* _YOUR GOAL_: Every line containing "whoami" should be identified and copied from the data below.

* _SUPPLIED DATA_:
-- Opening Marker --
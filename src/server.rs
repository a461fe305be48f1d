use actix_web::middleware::from_fn;
use actix_web::{web, HttpRequest, HttpResponse, Responder, ResponseError};
use serde::Deserialize;
use tracing::info;

use crate::adapter::{api_key_middleware, csrf_middleware, ApiKeyClaims, CsrfToken};
use crate::api_keys::ApiKeyManager;
use crate::csrf::CsrfManager;
use crate::error::CredentialError;
use crate::util::error_response;

/// Scope an API key needs to manage other keys.
pub const ADMIN_SCOPE: &str = "keys:admin";

/// Configure Actix-web routes. Expects `web::Data<ApiKeyManager>` and
/// `web::Data<CsrfManager>` (and optionally `web::Data<ApiKeyTransport>`)
/// registered as app data.
pub fn config_routes(cfg: &mut web::ServiceConfig) {
    cfg.route("/status", web::get().to(status))
        .service(
            web::resource("/whoami")
                .wrap(from_fn(api_key_middleware))
                .route(web::get().to(whoami)),
        )
        .service(
            web::scope("/keys")
                .wrap(from_fn(api_key_middleware))
                .route("", web::get().to(list_keys))
                .route("", web::post().to(generate_key))
                .route("/sweep", web::post().to(sweep))
                .route("/{id}", web::get().to(get_key))
                .route("/{id}/versions", web::get().to(key_versions))
                .route("/{id}/rotate", web::post().to(rotate_key))
                .route("/{id}/revoke", web::post().to(revoke_key)),
        )
        .service(
            web::scope("/session")
                .wrap(from_fn(csrf_middleware))
                .route("/csrf", web::get().to(csrf_token))
                .route("/echo", web::post().to(echo))
                .route("/logout", web::post().to(logout)),
        );
}

/// Key lookups by id answer 404 for unknown ids; everything else renders
/// through the shared error mapping.
fn admin_error(e: CredentialError) -> HttpResponse {
    match e {
        CredentialError::NotFound(_) => {
            error_response(http::StatusCode::NOT_FOUND, "key not found")
        }
        other => other.error_response(),
    }
}

/// Service status and credential counts.
async fn status(
    keys: web::Data<ApiKeyManager>,
    csrf: web::Data<CsrfManager>,
) -> impl Responder {
    let routes = vec![
        "/status",
        "/whoami",
        "/keys",
        "/keys/sweep",
        "/keys/{id}",
        "/keys/{id}/versions",
        "/keys/{id}/rotate",
        "/keys/{id}/revoke",
        "/session/csrf",
        "/session/echo",
        "/session/logout",
    ];
    web::Json(serde_json::json!({
        "name": "keyward",
        "version": env!("CARGO_PKG_VERSION"),
        "routes": routes,
        "api_keys": {
            "count": keys.list_keys().len(),
            "sweeper_running": keys.sweeper_running(),
        },
        "csrf": {
            "sessions": csrf.session_count(),
            "sweeper_running": csrf.sweeper_running(),
        }
    }))
}

async fn whoami(claims: ApiKeyClaims) -> impl Responder {
    web::Json(claims)
}

#[derive(Debug, Deserialize)]
struct GenerateKeyRequest {
    name: String,
    #[serde(default)]
    scopes: Vec<String>,
}

async fn generate_key(
    claims: ApiKeyClaims,
    keys: web::Data<ApiKeyManager>,
    body: web::Json<GenerateKeyRequest>,
) -> HttpResponse {
    if let Err(e) = claims.require(&[ADMIN_SCOPE]) {
        return e.error_response();
    }
    let payload = body.into_inner();
    match keys.generate_key(&payload.name, payload.scopes, &claims.key_id) {
        Ok(gen) => HttpResponse::Created().json(gen),
        Err(e) => e.error_response(),
    }
}

async fn list_keys(claims: ApiKeyClaims, keys: web::Data<ApiKeyManager>) -> HttpResponse {
    if let Err(e) = claims.require(&[ADMIN_SCOPE]) {
        return e.error_response();
    }
    HttpResponse::Ok().json(keys.list_keys())
}

async fn get_key(
    claims: ApiKeyClaims,
    keys: web::Data<ApiKeyManager>,
    path: web::Path<String>,
) -> HttpResponse {
    if let Err(e) = claims.require(&[ADMIN_SCOPE]) {
        return e.error_response();
    }
    match keys.get_key_info(&path) {
        Ok(info) => HttpResponse::Ok().json(info),
        Err(e) => admin_error(e),
    }
}

async fn key_versions(
    claims: ApiKeyClaims,
    keys: web::Data<ApiKeyManager>,
    path: web::Path<String>,
) -> HttpResponse {
    if let Err(e) = claims.require(&[ADMIN_SCOPE]) {
        return e.error_response();
    }
    match keys.key_versions(&path) {
        Ok(versions) => HttpResponse::Ok().json(versions),
        Err(e) => admin_error(e),
    }
}

async fn rotate_key(
    claims: ApiKeyClaims,
    keys: web::Data<ApiKeyManager>,
    path: web::Path<String>,
) -> HttpResponse {
    if let Err(e) = claims.require(&[ADMIN_SCOPE]) {
        return e.error_response();
    }
    match keys.rotate_key(&path) {
        Ok(gen) => {
            info!(key_id = %gen.key.id, by = %claims.key_id, "key rotated via admin API");
            HttpResponse::Ok().json(gen)
        }
        Err(e) => admin_error(e),
    }
}

async fn revoke_key(
    claims: ApiKeyClaims,
    keys: web::Data<ApiKeyManager>,
    path: web::Path<String>,
) -> HttpResponse {
    if let Err(e) = claims.require(&[ADMIN_SCOPE]) {
        return e.error_response();
    }
    let id = path.into_inner();
    match keys.revoke_key(&id) {
        Ok(()) => HttpResponse::Ok().json(serde_json::json!({ "revoked": true, "id": id })),
        Err(e) => admin_error(e),
    }
}

async fn sweep(
    claims: ApiKeyClaims,
    keys: web::Data<ApiKeyManager>,
    csrf: web::Data<CsrfManager>,
) -> HttpResponse {
    if let Err(e) = claims.require(&[ADMIN_SCOPE]) {
        return e.error_response();
    }
    HttpResponse::Ok().json(serde_json::json!({
        "api_keys_removed": keys.sweep_expired(),
        "csrf_tokens_removed": csrf.sweep_expired(),
    }))
}

async fn csrf_token(token: Option<CsrfToken>) -> HttpResponse {
    match token {
        Some(CsrfToken(t)) => HttpResponse::Ok().json(serde_json::json!({ "csrf_token": t })),
        None => error_response(http::StatusCode::UNAUTHORIZED, "no session"),
    }
}

async fn echo(body: web::Json<serde_json::Value>) -> impl Responder {
    web::Json(serde_json::json!({ "accepted": body.into_inner() }))
}

async fn logout(req: HttpRequest, csrf: web::Data<CsrfManager>) -> HttpResponse {
    let revoked = req
        .cookie(&csrf.config().session_cookie)
        .map(|c| csrf.revoke_token(c.value()))
        .unwrap_or(false);
    HttpResponse::Ok().json(serde_json::json!({ "logged_out": revoked }))
}

#[cfg(test)]
mod tests {
    use super::*;
    use crate::config::{ApiKeyConfig, CsrfConfig};
    use actix_web::cookie::Cookie;
    use actix_web::test::{
        call_and_read_body_json, call_service, init_service, read_body_json, TestRequest,
    };
    use actix_web::App;

    fn managers() -> (web::Data<ApiKeyManager>, web::Data<CsrfManager>) {
        (
            web::Data::new(ApiKeyManager::new(ApiKeyConfig::default()).unwrap()),
            web::Data::new(CsrfManager::new(CsrfConfig::default()).unwrap()),
        )
    }

    macro_rules! app {
        ($keys:expr, $csrf:expr) => {
            init_service(
                App::new()
                    .app_data($keys.clone())
                    .app_data($csrf.clone())
                    .configure(config_routes),
            )
            .await
        };
    }

    #[actix_web::test]
    async fn status_is_public() {
        let (keys, csrf) = managers();
        let app = app!(keys, csrf);
        let req = TestRequest::get().uri("/status").to_request();
        let body: serde_json::Value = call_and_read_body_json(&app, req).await;
        assert_eq!(body["name"], "keyward");
        assert_eq!(body["api_keys"]["count"], 0);
    }

    #[actix_web::test]
    async fn admin_key_lifecycle() {
        let (keys, csrf) = managers();
        let admin = keys.generate_key("admin", [ADMIN_SCOPE], "bootstrap").unwrap();
        let app = app!(keys, csrf);
        let auth = ("Authorization", format!("Bearer {}", admin.token));

        let req = TestRequest::post()
            .uri("/keys")
            .insert_header(auth.clone())
            .set_json(serde_json::json!({ "name": "ci", "scopes": ["read"] }))
            .to_request();
        let resp = call_service(&app, req).await;
        assert_eq!(resp.status().as_u16(), 201);
        let created: serde_json::Value = read_body_json(resp).await;
        let id = created["key"]["id"].as_str().unwrap().to_string();
        let first_token = created["token"].as_str().unwrap().to_string();
        assert_eq!(created["key"]["created_by"], admin.key.id);

        let req = TestRequest::post()
            .uri(&format!("/keys/{id}/rotate"))
            .insert_header(auth.clone())
            .to_request();
        let rotated: serde_json::Value = call_and_read_body_json(&app, req).await;
        assert_eq!(rotated["key"]["version"], 2);
        assert_ne!(rotated["token"].as_str().unwrap(), first_token);

        let req = TestRequest::get()
            .uri(&format!("/keys/{id}/versions"))
            .insert_header(auth.clone())
            .to_request();
        let versions: serde_json::Value = call_and_read_body_json(&app, req).await;
        assert_eq!(versions.as_array().map(Vec::len), Some(2));

        let req = TestRequest::post()
            .uri(&format!("/keys/{id}/revoke"))
            .insert_header(auth.clone())
            .to_request();
        assert!(call_service(&app, req).await.status().is_success());

        let req = TestRequest::get()
            .uri(&format!("/keys/{id}"))
            .insert_header(auth.clone())
            .to_request();
        let info: serde_json::Value = call_and_read_body_json(&app, req).await;
        assert_eq!(info["status"], "revoked");

        let req = TestRequest::get()
            .uri("/keys/key_missing")
            .insert_header(auth)
            .to_request();
        assert_eq!(call_service(&app, req).await.status().as_u16(), 404);
    }

    #[actix_web::test]
    async fn non_admin_key_is_forbidden() {
        let (keys, csrf) = managers();
        let reader = keys.generate_key("reader", ["read"], "ops").unwrap();
        let app = app!(keys, csrf);

        let req = TestRequest::get()
            .uri("/keys")
            .insert_header(("X-API-Key", reader.token.clone()))
            .to_request();
        let resp = call_service(&app, req).await;
        assert_eq!(resp.status().as_u16(), 403);

        let req = TestRequest::get()
            .uri("/whoami")
            .insert_header(("X-API-Key", reader.token))
            .to_request();
        let body: serde_json::Value = call_and_read_body_json(&app, req).await;
        assert_eq!(body["name"], "reader");
    }

    #[actix_web::test]
    async fn session_flow_and_logout() {
        let (keys, csrf) = managers();
        let app = app!(keys, csrf);
        let session = Cookie::new("session_id", "sess-9");

        let req = TestRequest::get()
            .uri("/session/csrf")
            .cookie(session.clone())
            .to_request();
        let body: serde_json::Value = call_and_read_body_json(&app, req).await;
        let token = body["csrf_token"].as_str().unwrap().to_string();

        let req = TestRequest::post()
            .uri("/session/echo")
            .cookie(session.clone())
            .insert_header(("X-CSRF-Token", token.clone()))
            .set_json(serde_json::json!({ "n": 1 }))
            .to_request();
        let resp = call_service(&app, req).await;
        assert!(resp.status().is_success());
        let next = resp
            .headers()
            .get("X-CSRF-Token")
            .and_then(|v| v.to_str().ok())
            .map(str::to_string)
            .unwrap();

        let req = TestRequest::post()
            .uri("/session/logout")
            .cookie(session)
            .insert_header(("X-CSRF-Token", next))
            .to_request();
        let resp = call_service(&app, req).await;
        assert!(resp.status().is_success());
        assert!(resp.headers().get("X-CSRF-Token").is_none());
        assert_eq!(csrf.session_count(), 0);
    }
}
-- Closing Marker --
* _WRITTEN ANSWER_:
            web::resource("/whoami")
                .route(web::get().to(whoami)),
        "/whoami",
async fn whoami(claims: ApiKeyClaims) -> impl Responder {
            .uri("/whoami")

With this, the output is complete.